Session One: Intro
1) Introduction to the workshop, and to each other
- Why this workshop?
- Alan Heim, Network and the studio system.
- Too much burden on actors to figure all this out on their own (and pay for their own education).
- Huge need for all of us to communicate better, and to understand one another's crafts and needs.
- We love every aspect of filmmaking, and want to share our awe at what everyone contributes to the process.
- Representative Learning
- Our goal is for all of us to work together to create a curriculum/manual/guide/resource that we can share with others for free afterward.
- So...you'll be asking questions and exploring answers on behalf of every other actor who might eventually use the material that we create together.
- We chose the individuals in this group because we think you're all smart and engaged, and that you'll be supportive of one another and help one another feel safe to take risks and ask questions.
- We want each of you to push everyone to think deeply, so that we end up with something strong and useful. Please don't be shy about raising questions and concerns.
- "Help create for others what you would create for yourself."
- Introductions all around, including:
- Your name.
- Your filmmaking experience so far.
- Your singular areas of expertise and experience -- what do you bring that can help others in the group?
This workshop is NOT an acting class. We chose all of our participants by audition, and we believe that you have the tools to develop your characters and objectives and so on. Our goal is instead to help you explore how your work connects with that of all the other artists and craftspeople involved in the making of a movie. We want you to feel that you're in a safe environment to take risks, and to stretch yourselves, and to make mistakes, because those are the best ways to learn.
- Class Style
- This is meant to be an on-going conversation, not a lecture.
- Please ask questions as they come up.
- Enlighten and educate us – what's new/surprising/confusing to you?
- The Heart of the Project: Collaboration
- 100% Syndrome
- Learn about everyone else’s work.
- The better we can collaborate, the better our projects will be.
- False dichotomy between “creative” and “technical”
- How Filmmaking Differs from Stage
- ALL THE SCENES IN A MOVIE ARE SHOT OUT OF ORDER -- The director's job is to help you find the right energy for each scene.
- Multiple set-ups and takes
- Stop-and-start repetition
- Might work in very small pieces.
- Continuity (Lots more on this in Sessions Two (editing) and Three (camera)
- Set differences: Real-world locations vs. contained, stylized spaces where the audience has agreed to accept the artifice.
- Production Workflow - A bird's eye view of the filmmaking process. (Every project will be different, but these are common ways of working.)
- Hard separations between phases is blurring
- On a good set, everyone in the crew loves what they do as much as you love acting.
- Who's who in the crew, and what do they do?
- Here is a list of the crew people you're mostly to interact with.

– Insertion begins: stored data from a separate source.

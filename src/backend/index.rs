use std::collections::BTreeMap;

use serde::{Deserialize, Serialize};

use crate::filter::Operator;

/// Entity type and selected bundles indexed by one datasource.
#[derive(Debug, Clone, PartialEq, Eq, Serialize, Deserialize)]
pub struct DatasourceDescriptor {
    pub entity_type: String,
    /// Empty means every bundle of the entity type.
    #[serde(default)]
    pub bundles: Vec<String>,
    /// Property holding the bundle, absent for bundle-less entity types.
    #[serde(default)]
    pub bundle_key: Option<String>,
}

impl DatasourceDescriptor {
    pub fn id(&self) -> String {
        datasource_id(&self.entity_type)
    }
}

pub fn datasource_id(entity_type: &str) -> String {
    format!("entity:{entity_type}")
}

#[derive(Debug, Clone, PartialEq, Eq, Serialize, Deserialize)]
pub struct IndexField {
    pub id: String,
    #[serde(default)]
    pub label: String,
    /// Declared search data type, e.g. `string`, `integer`, `date`.
    pub data_type: String,
    /// Path of the indexed property, e.g. `field_topic` or `field_topic:entity:name`.
    pub property_path: String,
}

impl IndexField {
    /// Name of the entity field the property path starts at.
    pub fn field_name(&self) -> &str {
        self.property_path
            .split(':')
            .next()
            .unwrap_or(self.property_path.as_str())
    }
}

#[derive(Debug, Clone, PartialEq, Eq, Serialize, Deserialize)]
pub struct ProcessorDescriptor {
    pub id: String,
    /// Pipeline stages the processor runs in.
    #[serde(default)]
    pub stages: Vec<String>,
    /// Property paths this processor provides values for.
    #[serde(default)]
    pub property_paths: Vec<String>,
}

#[derive(Debug, Clone, PartialEq, Eq, Serialize, Deserialize)]
pub struct IndexDescriptor {
    pub id: String,
    #[serde(default = "enabled_default")]
    pub enabled: bool,
    pub datasources: Vec<DatasourceDescriptor>,
    #[serde(default)]
    pub fields: BTreeMap<String, IndexField>,
    #[serde(default)]
    pub processors: Vec<ProcessorDescriptor>,
    /// Field holding the item language with fallback applied, if indexed.
    #[serde(default)]
    pub language_fallback_field: Option<String>,
}

fn enabled_default() -> bool {
    true
}

impl IndexDescriptor {
    pub fn new(id: impl Into<String>) -> Self {
        Self {
            id: id.into(),
            enabled: true,
            datasources: Vec::new(),
            fields: BTreeMap::new(),
            processors: Vec::new(),
            language_fallback_field: None,
        }
    }

    pub fn with_datasource(mut self, datasource: DatasourceDescriptor) -> Self {
        self.datasources.push(datasource);
        self
    }

    pub fn with_field(mut self, field: IndexField) -> Self {
        self.fields.insert(field.id.clone(), field);
        self
    }

    pub fn with_processor(mut self, processor: ProcessorDescriptor) -> Self {
        self.processors.push(processor);
        self
    }

    pub fn field(&self, id: &str) -> Option<&IndexField> {
        self.fields.get(id)
    }

    /// Processor backing `property_path`, if the property is processor-provided.
    pub fn processor_for(&self, property_path: &str) -> Option<&ProcessorDescriptor> {
        self.processors
            .iter()
            .find(|p| p.property_paths.iter().any(|path| path == property_path))
    }
}

/// A filterable dimension exposed over an index field.
#[derive(Debug, Clone, PartialEq, Eq, Serialize, Deserialize)]
pub struct FacetDescriptor {
    pub id: String,
    #[serde(default)]
    pub label: String,
    /// Index field the facet filters on.
    pub field_identifier: String,
    #[serde(default)]
    pub widget: String,
    /// Search id of the list source the facet belongs to.
    pub facet_source: String,
    #[serde(default)]
    pub processors: Vec<String>,
    /// How several active values of this facet combine.
    #[serde(default)]
    pub query_operator: Operator,
    /// Whether selected values also match their descendants.
    #[serde(default)]
    pub hierarchy: bool,
}

impl FacetDescriptor {
    pub fn new(
        id: impl Into<String>,
        field_identifier: impl Into<String>,
        facet_source: impl Into<String>,
    ) -> Self {
        let id = id.into();
        Self {
            label: id.clone(),
            id,
            field_identifier: field_identifier.into(),
            widget: "links".to_string(),
            facet_source: facet_source.into(),
            processors: Vec::new(),
            query_operator: Operator::Or,
            hierarchy: false,
        }
    }

    pub fn with_label(mut self, label: impl Into<String>) -> Self {
        self.label = label.into();
        self
    }

    pub fn with_query_operator(mut self, operator: Operator) -> Self {
        self.query_operator = operator;
        self
    }

    pub fn with_hierarchy(mut self) -> Self {
        self.hierarchy = true;
        self
    }
}
//! Messages the client sends or shows.

use galactic_core::{Object, Value};

/// `{user_id: 1001, name: "Alice", scores: [100, 200, 300]}`
pub fn user_message() -> Object {
    let mut msg = Object::new();
    msg.insert("user_id".to_string(), Value::Int(1001));
    msg.insert("name".to_string(), Value::from("Alice"));
    msg.insert("scores".to_string(), Value::from(vec![100i64, 200, 300]));
    msg
}

/// `{timestamp: 1698765432, trades: [{id: 1, price: 100}, {id: 2, price: 200}]}`
pub fn trades_message() -> Object {
    let trade = |id: i64, price: i64| {
        let mut t = Object::new();
        t.insert("id".to_string(), Value::Int(id));
        t.insert("price".to_string(), Value::Int(price));
        Value::Object(t)
    };
    let mut msg = Object::new();
    msg.insert("timestamp".to_string(), Value::Int(1_698_765_432));
    msg.insert(
        "trades".to_string(),
        Value::List(vec![trade(1, 100), trade(2, 200)]),
    );
    msg
}

/// Body of the `/example` request.
pub fn example_request() -> Object {
    let mut msg = Object::new();
    msg.insert("name".to_string(), Value::from("Alice"));
    msg.insert("user_id".to_string(), Value::Int(1001));
    msg
}

/// Body of a `POST /trades` request.  The server assigns the id and
/// timestamp.
pub fn trade_submission(buyer_id: &str, seller_id: &str, price: i64, quantity: i64) -> Object {
    let mut msg = Object::new();
    msg.insert("buyer_id".to_string(), Value::from(buyer_id));
    msg.insert("seller_id".to_string(), Value::from(seller_id));
    msg.insert("price".to_string(), Value::Int(price));
    msg.insert("quantity".to_string(), Value::Int(quantity));
    msg
}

- EVERYONE IS TERRIFIED! (And the thing that many directors are most terrified of? The actors.)
3) Shooting a Scene
We're going to shoot a single short scene all together. This is OUR approach. Every other director, every other set WILL be different. There are no rules, though by tradition, there are certain conventions. We're close to the classical model of filmmaking, though we have our own variations. (Along the way, we'll let you know some major things that might be different on other people's sets.)

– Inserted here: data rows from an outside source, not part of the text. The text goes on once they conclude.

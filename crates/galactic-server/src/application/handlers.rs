//! Request handlers: GalacticBuf bytes in, GalacticBuf bytes out.
//!
//! The HTTP layer picks a handler by route and maps a [`HandlerError`] to a
//! status code with [`HandlerError::status_code`].  Decode failures are the
//! caller's fault (400); encode failures are ours (500); a full store is 503.

use galactic_core::protocol::encoder::Encoder;
use galactic_core::protocol::types::{HEADER_SIZE, MAX_MESSAGE_LEN};
use galactic_core::{decode_message, encode_message, Object, ProtocolError, Value};
use thiserror::Error;
use tracing::debug;

use crate::application::trade_store::{StoreError, TradeRepository};
use crate::domain::trade::{now_millis, Trade, TradeError};

/// Error type for request handling.
#[derive(Debug, Error)]
pub enum HandlerError {
    /// The request body is not a valid GalacticBuf message.
    #[error("malformed request message: {0}")]
    Decode(#[source] ProtocolError),

    /// The request decoded but does not describe a valid trade.
    #[error("invalid trade: {0}")]
    InvalidTrade(#[from] TradeError),

    /// The response could not be encoded (usually: over the size limit).
    #[error("failed to encode response: {0}")]
    Encode(#[source] ProtocolError),

    /// The trade store could not be accessed.
    #[error("trade store unavailable: {0}")]
    Store(#[from] StoreError),
}

impl HandlerError {
    /// HTTP status code to answer with.
    pub fn status_code(&self) -> u16 {
        match self {
            HandlerError::Decode(_) | HandlerError::InvalidTrade(_) => 400,
            HandlerError::Store(StoreError::Full { .. }) => 503,
            HandlerError::Encode(_) | HandlerError::Store(_) => 500,
        }
    }
}

const TRADES_FIELD: &str = "trades";

/// Bytes left for list elements once the header, the `trades` field prefix
/// and the list header are written.
const LISTING_BUDGET: usize =
    MAX_MESSAGE_LEN - HEADER_SIZE - (1 + TRADES_FIELD.len() + 1) - 3;

/// `GET /trades`: stored trades, newest first.
///
/// Trades with equal timestamps keep their insertion order.  When the whole
/// store does not fit in one message, the listing holds the newest trades
/// that do.
pub fn list_trades(repo: &dyn TradeRepository) -> Result<Vec<u8>, HandlerError> {
    let mut trades = repo.snapshot()?;
    trades.sort_by(|a, b| b.timestamp.cmp(&a.timestamp));

    let mut listed = Vec::new();
    let mut used = 0;
    for trade in &trades {
        let object = trade.to_object();
        let mut enc = Encoder::with_limit(LISTING_BUDGET);
        enc.encode_object(&object, 2).map_err(HandlerError::Encode)?;
        if used + enc.len() > LISTING_BUDGET {
            break;
        }
        used += enc.len();
        listed.push(Value::Object(object));
    }

    if listed.len() < trades.len() {
        debug!(
            listed = listed.len(),
            stored = trades.len(),
            "listing truncated to the message size limit"
        );
    } else {
        debug!(count = listed.len(), "listing trades");
    }

    let mut response = Object::new();
    response.insert(TRADES_FIELD.to_string(), Value::List(listed));
    encode_message(&response).map_err(HandlerError::Encode)
}

/// `POST /trades`: stores one trade and answers with its id and timestamp.
pub fn submit_trade(repo: &dyn TradeRepository, body: &[u8]) -> Result<Vec<u8>, HandlerError> {
    let message = decode_message(body).map_err(HandlerError::Decode)?;
    let trade = Trade::from_submission(&message, now_millis())?;

    let mut response = Object::new();
    response.insert("trade_id".to_string(), Value::from(trade.trade_id.as_str()));
    response.insert("timestamp".to_string(), Value::Int(trade.timestamp));
    let bytes = encode_message(&response).map_err(HandlerError::Encode)?;

    debug!(
        trade_id = %trade.trade_id,
        price = trade.price,
        quantity = trade.quantity,
        "trade accepted"
    );
    repo.append(trade)?;
    Ok(bytes)
}

/// `POST /example`: returns the request message with a `received_fields`
/// count of its top-level fields appended.
pub fn echo(body: &[u8]) -> Result<Vec<u8>, HandlerError> {
    let mut message = decode_message(body).map_err(HandlerError::Decode)?;
    let received = message.len() as i64;
    message.insert("received_fields".to_string(), Value::Int(received));
    encode_message(&message).map_err(HandlerError::Encode)
}

// ── Tests ─────────────────────────────────────────────────────────────────────
//! Value encoder: serializes value trees into the GalacticBuf wire layout.
//!
//! ```text
//! Int     := i64 (8 bytes, two's complement)
//! String  := len:u16 utf8[len]
//! List    := elem_type:u8 count:u16 elem*      (elements carry no tag)
//! Object  := field_count:u8 field*
//! field   := name_len:u8 name type:u8 value
//! ```
//!
//! Everything is written into one growing buffer.  The buffer has a hard
//! size limit (by default the 65535-byte message limit) that is checked
//! before every write, so an oversized tree fails early instead of
//! allocating its full encoding first.

use crate::protocol::classify::classify;
use crate::protocol::codec::ProtocolError;
use crate::protocol::types::{
    TypeTag, MAX_FIELDS, MAX_FIELD_NAME_LEN, MAX_LIST_LEN, MAX_MESSAGE_LEN, MAX_NESTING_DEPTH,
    MAX_STRING_LEN,
};
use crate::value::{Object, Value};

/// A size-limited output buffer with one method per wire construct.
///
/// `depth` arguments count the containers (lists and objects) enclosing the
/// value being written; the fields of a top-level message are at depth 0.
#[derive(Debug)]
pub struct Encoder {
    buf: Vec<u8>,
    limit: usize,
}

impl Encoder {
    /// Creates an encoder limited to [`MAX_MESSAGE_LEN`] bytes.
    pub fn new() -> Self {
        Self::with_limit(MAX_MESSAGE_LEN)
    }

    /// Creates an encoder that refuses to grow past `limit` bytes.
    pub fn with_limit(limit: usize) -> Self {
        Self {
            buf: Vec::with_capacity(limit.min(256)),
            limit,
        }
    }

    /// Number of bytes written so far.
    pub fn len(&self) -> usize {
        self.buf.len()
    }

    /// Returns `true` if nothing has been written.
    pub fn is_empty(&self) -> bool {
        self.buf.is_empty()
    }

    /// Consumes the encoder and returns the written bytes.
    pub fn into_bytes(self) -> Vec<u8> {
        self.buf
    }

    // ── Primitive writes ─────────────────────────────────────────────────────

    fn put(&mut self, bytes: &[u8]) -> Result<(), ProtocolError> {
        let new_len = self.buf.len() + bytes.len();
        if new_len > self.limit {
            return Err(ProtocolError::MessageTooLong { len: new_len });
        }
        self.buf.extend_from_slice(bytes);
        Ok(())
    }

    pub(crate) fn put_u8(&mut self, value: u8) -> Result<(), ProtocolError> {
        self.put(&[value])
    }

    pub(crate) fn put_u16(&mut self, value: u16) -> Result<(), ProtocolError> {
        self.put(&value.to_be_bytes())
    }

    /// Overwrites two already-written bytes at `offset` with `value`.
    pub(crate) fn patch_u16(&mut self, offset: usize, value: u16) {
        self.buf[offset..offset + 2].copy_from_slice(&value.to_be_bytes());
    }

    // ── Values ───────────────────────────────────────────────────────────────

    /// Writes an integer as 8 big-endian bytes.
    pub fn encode_int(&mut self, value: i64) -> Result<(), ProtocolError> {
        self.put(&value.to_be_bytes())
    }

    /// Writes a 2-byte length prefix followed by the UTF-8 bytes.
    pub fn encode_string(&mut self, value: &str) -> Result<(), ProtocolError> {
        let bytes = value.as_bytes();
        if bytes.len() > MAX_STRING_LEN {
            return Err(ProtocolError::StringTooLong { len: bytes.len() });
        }
        self.put_u16(bytes.len() as u16)?;
        self.put(bytes)
    }

    /// Writes a list header and its elements, value-only.
    ///
    /// An empty list is written as an `Int` list with zero elements.
    /// Otherwise the first element fixes the element type and every other
    /// element must match it.
    pub fn encode_list(&mut self, items: &[Value], depth: usize) -> Result<(), ProtocolError> {
        if items.len() > MAX_LIST_LEN {
            return Err(ProtocolError::ListTooLong { len: items.len() });
        }

        let Some(first) = items.first() else {
            self.put_u8(TypeTag::Int as u8)?;
            return self.put_u16(0);
        };

        let elem_type = classify(first);
        if !elem_type.is_list_element() {
            return Err(ProtocolError::ListElementTypeUnsupported(elem_type));
        }

        self.put_u8(elem_type as u8)?;
        self.put_u16(items.len() as u16)?;

        for item in items {
            let found = classify(item);
            if found != elem_type {
                return Err(ProtocolError::ListElementTypeMismatch {
                    expected: elem_type,
                    found,
                });
            }
            self.encode_value(item, depth)?;
        }
        Ok(())
    }

    /// Writes a 1-byte field count followed by each field in order.
    pub fn encode_object(&mut self, object: &Object, depth: usize) -> Result<(), ProtocolError> {
        if object.len() > MAX_FIELDS {
            return Err(ProtocolError::TooManyFields {
                count: object.len(),
            });
        }
        self.put_u8(object.len() as u8)?;
        for (name, value) in object {
            self.encode_field(name, value, depth)?;
        }
        Ok(())
    }

    /// Writes one named, tagged field.
    pub fn encode_field(
        &mut self,
        name: &str,
        value: &Value,
        depth: usize,
    ) -> Result<(), ProtocolError> {
        let name_bytes = name.as_bytes();
        if name_bytes.len() > MAX_FIELD_NAME_LEN {
            return Err(ProtocolError::FieldNameTooLong {
                len: name_bytes.len(),
            });
        }
        self.put_u8(name_bytes.len() as u8)?;
        self.put(name_bytes)?;
        self.put_u8(classify(value) as u8)?;
        self.encode_value(value, depth)
    }

    /// Writes a value without its type tag.
    fn encode_value(&mut self, value: &Value, depth: usize) -> Result<(), ProtocolError> {
        match value {
            Value::Int(n) => self.encode_int(*n),
            Value::Str(s) => self.encode_string(s),
            Value::List(items) => self.encode_list(items, enter(depth)?),
            Value::Object(object) => self.encode_object(object, enter(depth)?),
        }
    }
}

impl Default for Encoder {
    fn default() -> Self {
        Self::new()
    }
}

/// Returns the depth inside a new container, or an error past the limit.
fn enter(depth: usize) -> Result<usize, ProtocolError> {
    let inner = depth + 1;
    if inner > MAX_NESTING_DEPTH {
        return Err(ProtocolError::NestingTooDeep {
            max: MAX_NESTING_DEPTH,
        });
    }
    Ok(inner)
}

// ── Tests ─────────────────────────────────────────────────────────────────────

- First, we need a crew...
- Read through the scene once.
- That single read-through is more rehearsal than you might get on some projects.
- Block, light, shoot.
- Come ready to work: Blocking is not a formality to be rushed through, it's one of the most creative parts of the process. Be completely present, in Patsy Rodenberg's "second circle."
- What is the story that we're telling? What is the heart of this scene?
- Walk through possible coverage of our scene.
- Getting the story off of the page and into tangible form
- Establishing the boundaries of the fictional world
- Addressing roadblocks, physical and otherwise
- Be nimble, be flexible.
- The most basic coverage
- Master, over, over, single, single.
Extra Resources, Follow-Up
We've started a list of books, videos and resources we think might be good supplements to the work we do in each session; please let us know if there are other things you think we should add. (Also please let us know if it's good to have this list at the end of each class session like this, or in one big master list, or both.)
- Watch the feature film Living in Oblivion (Tom DiCillo, 1995).
- Watch the 15-minute short film Scene.